The task »
Could you filter the listing for lines with the word "ResolutionRequest" and return them?

══ Data for analysis ══

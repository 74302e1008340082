//! JSON-RPC access to a deployed auction contract.

use std::time::Duration;

use alloy::{
    contract::Error as CallError,
    network::EthereumWallet,
    providers::{DynProvider, Provider, ProviderBuilder},
    signers::local::PrivateKeySigner,
};
use async_trait::async_trait;
use timeboost_types::{
    Address, AuctionResolution, ChainId, Round, RoundTimingInfo, Timestamp, U256,
};
use tokio::sync::Mutex;
use tracing::{debug, info};
use url::Url;

use crate::{
    AuctionContract, ContractError, ResolutionRequest,
    events::ResolutionScanner,
    sol_types::IExpressLaneAuction::{self, IExpressLaneAuctionInstance, RoundAlreadyResolved},
};

pub struct AlloyAuction {
    address: Address,
    account: Option<Address>,
    provider: DynProvider,
    contract: IExpressLaneAuctionInstance<DynProvider>,
    scanner: Mutex<ResolutionScanner>,
}

impl AlloyAuction {
    /// Read-only access to the contract at `address`.
    ///
    /// `from_block` is where the scan for `AuctionResolved` events starts.
    pub fn new(url: Url, address: Address, from_block: u64) -> Self {
        let provider = ProviderBuilder::new().connect_http(url).erased();
        Self::with_provider(provider, None, address, from_block)
    }

    /// Access to the contract that can send transactions signed by `signer`.
    pub fn with_signer(url: Url, signer: PrivateKeySigner, address: Address, from_block: u64) -> Self {
        let account = Address::from(signer.address());
        let provider = ProviderBuilder::new()
            .wallet(EthereumWallet::from(signer))
            .connect_http(url)
            .erased();
        Self::with_provider(provider, Some(account), address, from_block)
    }

    fn with_provider(
        provider: DynProvider,
        account: Option<Address>,
        address: Address,
        from_block: u64,
    ) -> Self {
        Self {
            address,
            account,
            contract: IExpressLaneAuction::new(*address, provider.clone()),
            scanner: Mutex::new(ResolutionScanner::new(*address, from_block)),
            provider,
        }
    }

    fn signing_account(&self, a: Address) -> Result<(), ContractError> {
        if self.account == Some(a) {
            Ok(())
        } else {
            Err(ContractError::NotOwner(a))
        }
    }
}

#[async_trait]
impl AuctionContract for AlloyAuction {
    fn address(&self) -> Address {
        self.address
    }

    async fn chain_id(&self) -> Result<ChainId, ContractError> {
        let id = self
            .provider
            .get_chain_id()
            .await
            .map_err(|e| ContractError::Transport(e.to_string()))?;
        Ok(ChainId::from(id))
    }

    async fn round_timing_info(&self) -> Result<RoundTimingInfo, ContractError> {
        let info = self
            .contract
            .roundTimingInfo()
            .call()
            .await
            .map_err(|e| call_error(None, e))?;
        let t = RoundTimingInfo::new(
            Timestamp::from_secs(info.offsetTimestamp.max(0) as u64),
            Duration::from_secs(info.roundDurationSeconds),
            Duration::from_secs(info.auctionClosingSeconds),
            Duration::from_secs(info.reserveSubmissionSeconds),
        )?;
        Ok(t)
    }

    async fn reserve_price(&self) -> Result<U256, ContractError> {
        self.contract
            .reservePrice()
            .call()
            .await
            .map_err(|e| call_error(None, e))
    }

    async fn balance_of(&self, account: Address) -> Result<U256, ContractError> {
        self.contract
            .balanceOf(*account)
            .call()
            .await
            .map_err(|e| call_error(None, e))
    }

    async fn deposit(&self, account: Address, amount: U256) -> Result<(), ContractError> {
        self.signing_account(account)?;
        let receipt = self
            .contract
            .deposit(amount)
            .send()
            .await
            .map_err(|e| call_error(None, e))?
            .get_receipt()
            .await
            .map_err(|e| ContractError::Transport(e.to_string()))?;
        if !receipt.status() {
            return Err(ContractError::Rejected(format!(
                "deposit transaction {} reverted",
                receipt.transaction_hash
            )));
        }
        info!(%account, %amount, tx = %receipt.transaction_hash, "deposited");
        Ok(())
    }

    async fn resolve(&self, req: &ResolutionRequest) -> Result<(), ContractError> {
        let first = IExpressLaneAuction::Bid::from(&req.first);
        let call = match &req.second {
            Some(second) => {
                let second = IExpressLaneAuction::Bid::from(second);
                self.contract
                    .resolveMultiBidAuction(first, second)
                    .send()
                    .await
            }
            None => self.contract.resolveSingleBidAuction(first).send().await,
        };
        let receipt = call
            .map_err(|e| call_error(Some(req.round), e))?
            .get_receipt()
            .await
            .map_err(|e| ContractError::Transport(e.to_string()))?;
        if !receipt.status() {
            return Err(ContractError::Rejected(format!(
                "resolution transaction {} reverted",
                receipt.transaction_hash
            )));
        }
        debug!(round = %req.round, tx = %receipt.transaction_hash, "resolution submitted");
        Ok(())
    }

    async fn resolution(&self, round: Round) -> Result<Option<AuctionResolution>, ContractError> {
        let mut scanner = self.scanner.lock().await;
        scanner.scan(&self.provider).await?;
        Ok(scanner.get(round))
    }

    async fn resolutions_since(
        &self,
        round: Round,
    ) -> Result<Vec<AuctionResolution>, ContractError> {
        let mut scanner = self.scanner.lock().await;
        scanner.scan(&self.provider).await?;
        Ok(scanner.since(round))
    }
}

fn call_error(round: Option<Round>, e: CallError) -> ContractError {
    if let Some(err) = e.as_decoded_error::<RoundAlreadyResolved>() {
        return ContractError::AlreadyResolved(round.unwrap_or(Round::from(err.round)));
    }
    if e.as_revert_data().is_some() {
        return ContractError::Rejected(e.to_string());
    }
    ContractError::Transport(e.to_string())
}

═══

Exercise output »
    AuctionContract, ContractError, ResolutionRequest,
    async fn resolve(&self, req: &ResolutionRequest) -> Result<(), ContractError> {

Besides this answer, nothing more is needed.